State how many lines of the entries hold the string "ParseError", and output nothing but that count.

************

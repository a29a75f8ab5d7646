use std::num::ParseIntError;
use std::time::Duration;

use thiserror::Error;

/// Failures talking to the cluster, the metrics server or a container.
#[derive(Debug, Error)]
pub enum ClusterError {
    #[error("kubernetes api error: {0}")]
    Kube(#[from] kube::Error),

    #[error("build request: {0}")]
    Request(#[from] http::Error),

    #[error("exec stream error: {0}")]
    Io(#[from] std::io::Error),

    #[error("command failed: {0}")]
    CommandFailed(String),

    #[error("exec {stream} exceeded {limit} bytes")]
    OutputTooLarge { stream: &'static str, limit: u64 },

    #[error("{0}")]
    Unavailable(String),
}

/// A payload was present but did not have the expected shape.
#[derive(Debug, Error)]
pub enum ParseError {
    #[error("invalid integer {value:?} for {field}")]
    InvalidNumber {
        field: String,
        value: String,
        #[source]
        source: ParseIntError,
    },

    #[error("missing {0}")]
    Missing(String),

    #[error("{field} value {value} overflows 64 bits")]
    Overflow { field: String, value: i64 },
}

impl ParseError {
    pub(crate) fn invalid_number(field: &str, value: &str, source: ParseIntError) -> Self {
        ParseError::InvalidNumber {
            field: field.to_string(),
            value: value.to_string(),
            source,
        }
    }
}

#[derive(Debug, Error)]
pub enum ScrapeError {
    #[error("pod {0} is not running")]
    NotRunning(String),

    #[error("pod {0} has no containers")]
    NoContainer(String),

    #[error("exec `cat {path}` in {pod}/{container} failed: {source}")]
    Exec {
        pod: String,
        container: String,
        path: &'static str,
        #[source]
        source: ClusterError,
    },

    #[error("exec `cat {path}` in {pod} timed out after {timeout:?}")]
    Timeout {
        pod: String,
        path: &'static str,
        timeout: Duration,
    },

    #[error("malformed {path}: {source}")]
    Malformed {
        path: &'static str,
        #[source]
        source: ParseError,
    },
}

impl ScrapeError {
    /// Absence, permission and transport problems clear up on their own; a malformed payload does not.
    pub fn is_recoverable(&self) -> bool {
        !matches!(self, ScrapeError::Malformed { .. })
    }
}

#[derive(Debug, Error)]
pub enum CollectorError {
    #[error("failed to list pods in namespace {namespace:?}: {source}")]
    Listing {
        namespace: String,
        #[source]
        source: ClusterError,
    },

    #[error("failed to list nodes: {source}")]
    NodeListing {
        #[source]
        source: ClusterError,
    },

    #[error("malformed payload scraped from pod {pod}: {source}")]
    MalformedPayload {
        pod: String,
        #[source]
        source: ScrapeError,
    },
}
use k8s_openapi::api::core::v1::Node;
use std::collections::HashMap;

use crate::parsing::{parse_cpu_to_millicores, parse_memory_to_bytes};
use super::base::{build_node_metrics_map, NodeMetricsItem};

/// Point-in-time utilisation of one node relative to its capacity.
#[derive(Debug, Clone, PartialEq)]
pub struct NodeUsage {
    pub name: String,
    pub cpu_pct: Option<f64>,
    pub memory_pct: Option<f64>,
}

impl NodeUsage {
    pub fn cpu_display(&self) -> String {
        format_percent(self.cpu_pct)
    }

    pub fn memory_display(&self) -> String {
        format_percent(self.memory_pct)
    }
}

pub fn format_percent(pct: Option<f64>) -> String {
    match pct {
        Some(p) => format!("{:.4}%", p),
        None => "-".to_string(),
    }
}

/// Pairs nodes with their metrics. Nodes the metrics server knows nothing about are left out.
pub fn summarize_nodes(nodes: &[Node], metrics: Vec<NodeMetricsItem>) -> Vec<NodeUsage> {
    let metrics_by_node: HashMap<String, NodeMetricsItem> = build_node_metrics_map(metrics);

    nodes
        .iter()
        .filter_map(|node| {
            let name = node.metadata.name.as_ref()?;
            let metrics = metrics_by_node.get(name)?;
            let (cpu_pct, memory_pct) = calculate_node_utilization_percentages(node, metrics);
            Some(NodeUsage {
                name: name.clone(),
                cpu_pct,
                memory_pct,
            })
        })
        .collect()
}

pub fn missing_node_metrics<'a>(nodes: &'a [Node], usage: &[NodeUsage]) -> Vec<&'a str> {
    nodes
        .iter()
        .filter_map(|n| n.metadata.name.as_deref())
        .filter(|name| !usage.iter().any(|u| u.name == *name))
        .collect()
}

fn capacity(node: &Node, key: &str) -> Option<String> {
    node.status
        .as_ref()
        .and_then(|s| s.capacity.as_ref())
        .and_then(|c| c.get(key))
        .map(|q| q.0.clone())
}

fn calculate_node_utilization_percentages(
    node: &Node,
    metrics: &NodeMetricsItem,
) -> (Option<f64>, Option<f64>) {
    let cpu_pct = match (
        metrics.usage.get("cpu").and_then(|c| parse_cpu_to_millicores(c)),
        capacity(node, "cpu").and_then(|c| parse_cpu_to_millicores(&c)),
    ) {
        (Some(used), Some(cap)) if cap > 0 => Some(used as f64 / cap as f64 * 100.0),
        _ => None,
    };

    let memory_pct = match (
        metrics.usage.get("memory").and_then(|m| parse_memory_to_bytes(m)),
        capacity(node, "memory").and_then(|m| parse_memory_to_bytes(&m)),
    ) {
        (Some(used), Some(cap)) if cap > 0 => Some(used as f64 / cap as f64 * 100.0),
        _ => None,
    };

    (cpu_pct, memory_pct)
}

************

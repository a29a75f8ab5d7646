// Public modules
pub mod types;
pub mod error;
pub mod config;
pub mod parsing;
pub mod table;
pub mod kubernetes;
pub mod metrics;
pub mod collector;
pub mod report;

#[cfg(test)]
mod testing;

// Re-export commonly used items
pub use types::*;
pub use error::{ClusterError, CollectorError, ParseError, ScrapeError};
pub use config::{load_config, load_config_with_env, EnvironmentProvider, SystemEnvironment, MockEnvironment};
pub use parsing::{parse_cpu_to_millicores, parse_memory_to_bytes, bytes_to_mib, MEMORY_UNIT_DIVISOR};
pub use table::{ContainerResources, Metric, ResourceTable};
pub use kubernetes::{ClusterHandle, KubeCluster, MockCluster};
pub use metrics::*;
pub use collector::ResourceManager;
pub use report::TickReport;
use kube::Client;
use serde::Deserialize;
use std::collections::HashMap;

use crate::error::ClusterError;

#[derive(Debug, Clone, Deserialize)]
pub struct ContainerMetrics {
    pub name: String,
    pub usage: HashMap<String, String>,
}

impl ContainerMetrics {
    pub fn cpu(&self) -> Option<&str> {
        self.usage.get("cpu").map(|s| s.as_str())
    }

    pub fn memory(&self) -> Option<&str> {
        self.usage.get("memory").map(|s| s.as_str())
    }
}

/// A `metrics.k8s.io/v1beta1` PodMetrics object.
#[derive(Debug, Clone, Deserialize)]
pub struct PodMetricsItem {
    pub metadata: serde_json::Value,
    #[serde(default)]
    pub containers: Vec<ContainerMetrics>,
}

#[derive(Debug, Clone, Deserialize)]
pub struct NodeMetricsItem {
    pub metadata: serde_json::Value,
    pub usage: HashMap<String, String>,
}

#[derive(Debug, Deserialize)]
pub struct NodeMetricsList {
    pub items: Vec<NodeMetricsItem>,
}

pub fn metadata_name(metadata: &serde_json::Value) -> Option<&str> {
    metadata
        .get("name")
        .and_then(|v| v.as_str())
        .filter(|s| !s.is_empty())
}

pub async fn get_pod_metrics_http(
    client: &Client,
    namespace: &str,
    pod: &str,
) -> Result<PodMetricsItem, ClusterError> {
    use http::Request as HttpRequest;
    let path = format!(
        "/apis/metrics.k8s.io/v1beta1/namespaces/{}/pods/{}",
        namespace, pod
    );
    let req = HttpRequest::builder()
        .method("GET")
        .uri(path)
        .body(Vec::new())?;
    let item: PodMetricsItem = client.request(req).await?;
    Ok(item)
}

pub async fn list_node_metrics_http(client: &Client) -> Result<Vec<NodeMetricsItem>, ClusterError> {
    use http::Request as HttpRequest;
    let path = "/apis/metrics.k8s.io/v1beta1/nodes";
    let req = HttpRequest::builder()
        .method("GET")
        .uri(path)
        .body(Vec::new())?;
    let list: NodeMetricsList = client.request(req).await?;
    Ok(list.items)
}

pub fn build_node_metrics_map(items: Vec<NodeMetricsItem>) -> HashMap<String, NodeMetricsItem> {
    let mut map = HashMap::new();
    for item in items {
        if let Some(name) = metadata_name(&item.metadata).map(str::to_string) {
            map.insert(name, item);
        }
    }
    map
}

************

▶ **Problem solution**: 5